At the start of our journey to France, nearly a month ago now, we stayed for a few nights with my eldest daughter, who lives in mid-Wales. Sophie is a silversmith, a celebrant, and a healer who works mainly with groups of women.
One evening after dinner she brought out a pack of Native American medicine cards. In the pack there are fifty-two cards, each bearing the image of a different animal: bear, skunk, eagle, snake, raccoon, coyote and so on.
The cards are accompanied by a book which offers interpretations, or teachings, to be drawn from each animal.
The invitation is to hold in one’s mind some personal question or issue, while drawing a card face down from the pack. Then to see what the animal drawn might have to say about it.

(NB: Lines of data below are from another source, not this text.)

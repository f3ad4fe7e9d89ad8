//! Infrastructure Layer
//!
//! Implementations of the domain ports and other outside-world concerns:
//! - Document store backends (HTTP json-document server, in-memory)
//! - Email delivery (provider HTTP API, log-only)
//! - Invoice PDF rendering
//! - Photo storage on disk
//! - Prometheus metrics

pub mod email;
pub mod metrics;
pub mod pdf;
pub mod store;
pub mod uploads;
//! User roles.

use serde::{Deserialize, Serialize};

/// Role a user account acts under.
#[derive(Debug, Clone, Copy, PartialEq, Eq, Serialize, Deserialize)]
#[serde(rename_all = "lowercase")]
pub enum Role {
    Admin,
    Client,
    Technician,
    #[serde(alias = "quality-control")]
    Quality,
}

impl Role {
    pub fn as_str(&self) -> &'static str {
        match self {
            Self::Admin => "admin",
            Self::Client => "client",
            Self::Technician => "technician",
            Self::Quality => "quality",
        }
    }

    pub fn parse(s: &str) -> Option<Self> {
        match s.to_lowercase().as_str() {
            "admin" => Some(Self::Admin),
            "client" => Some(Self::Client),
            "technician" => Some(Self::Technician),
            "quality" | "quality-control" => Some(Self::Quality),
            _ => None,
        }
    }
}

impl std::fmt::Display for Role {
    fn fmt(&self, f: &mut std::fmt::Formatter<'_>) -> std::fmt::Result {
        write!(f, "{}", self.as_str())
    }
}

Over dinner, Sophie had been talking about deceit in the context of close relationships. She was the first to go. The card she drew was Owl. Owl stands for deception.
Had I not known her as I do I would have fallen off my chair. But Sophie is extremely intuitive and so, while it was pleasing to witness – and helpful to her (Owl also signifies wisdom, which she is not entirely short of; a fatherly observation, I know) – it came as no great surprise.
When it came to my turn, the rather vague question in my mind was to do with the project that’s now occupying me here in France.
More than twenty-five years ago I started writing a novel, The Witness. In the tradition of Stevenson and Buchan, it told of a young man and a small boy with learning difficulties, on the run in the Highlands of an independent Scotland, during a conflict of the relatively near future.
It was picked up by a big publisher, was well reviewed, shortlisted for awards, and sold decently. But, I always felt it was hampered by having been published as a Young Adult title. A measure of my own arrogance perhaps, but I believed it deserved better, or at least a wider audience.
Happily, Jenny, my agent, has always loved the story. So when, last year, I presented her with some chapters of a rather half-baked attempt at a memoir, which she politely declined, she suggested instead that I revisit The Witness.
So here in our gîte the re-write has begun. The two main tasks are: to change the casus belli, since things have moved on politically in the last quarter century and the contemporary story calls for a different kind of conflict; and to increase the age of the main character, lifting him from the cusp of adulthood into full maturity.
My very vague question to the medicine cards was to do with how I should handle his relationship with the small boy, now that he is to become older.
There was, Jenny had pointed out, a certain innocence, a tenderness to the original relationship which gave the story its heart and needed to be preserved.
The card I drew was Porcupine. Porcupine stands for Innocence (I managed to stay in my chair). This is what the book had to say:
“The South of the medicine wheel is the place of childlike innocence and humility. It is the home of playfulness, and the position of Porcupine on the medicine wheel of life. Porcupine has many special qualities, and a very powerful medicine: the power of faith and trust.
“Porcupine is a gentle, loving creature, and non-aggressive. When fear is not present, it is possible to feed a Porcupine by hand and never get stuck by its quills. Through understanding the basic nature of this animal, you may come to understand your own need for trust and faith, and for becoming like a child again.”
Now, the cards were not saying that I am Porcupine, any more than that Sophie is Owl – that’s not how it works – but they did seem, in answer to my question, to underline the fact that that quality of childlike innocence is essential to the story.
I took them also to say that both characters have to trust: the small boy because it’s one of the few faculties available to him; the main character because the opposite of trust or faith is hopelessness and despair, which in the circumstances of the story he cannot afford.
I don’t believe that mass-produced, commercially available medicine cards have magical properties in and of themselves. That said, I’m not sure how to explain two such striking ‘coincidences’ in two successive draws from the deck.
Sophie would say, I think – and she’ll correct me if I’m making a false assumption, that on some level an energetic connection takes place between the animal and the questioner. Or to give it a Jungian framing, perhaps in the moment our individual subconscious connects with a universal consciousness. She knows a lot more about these things than I do.
More prosaically, I would say that they allow one to tap into some kind of universal wisdom by offering powerful metaphors for the human condition. Of course, one brings one’s own projections to them, but that is part of the point. That is how they allow one to arrive at insights that would be hard to come by any other way.
“There are more things in Heaven and Earth, Horatio, than are dreamt of in your philosophy,” said Hamlet. I believe he was right, and the world is a much more interesting place for it.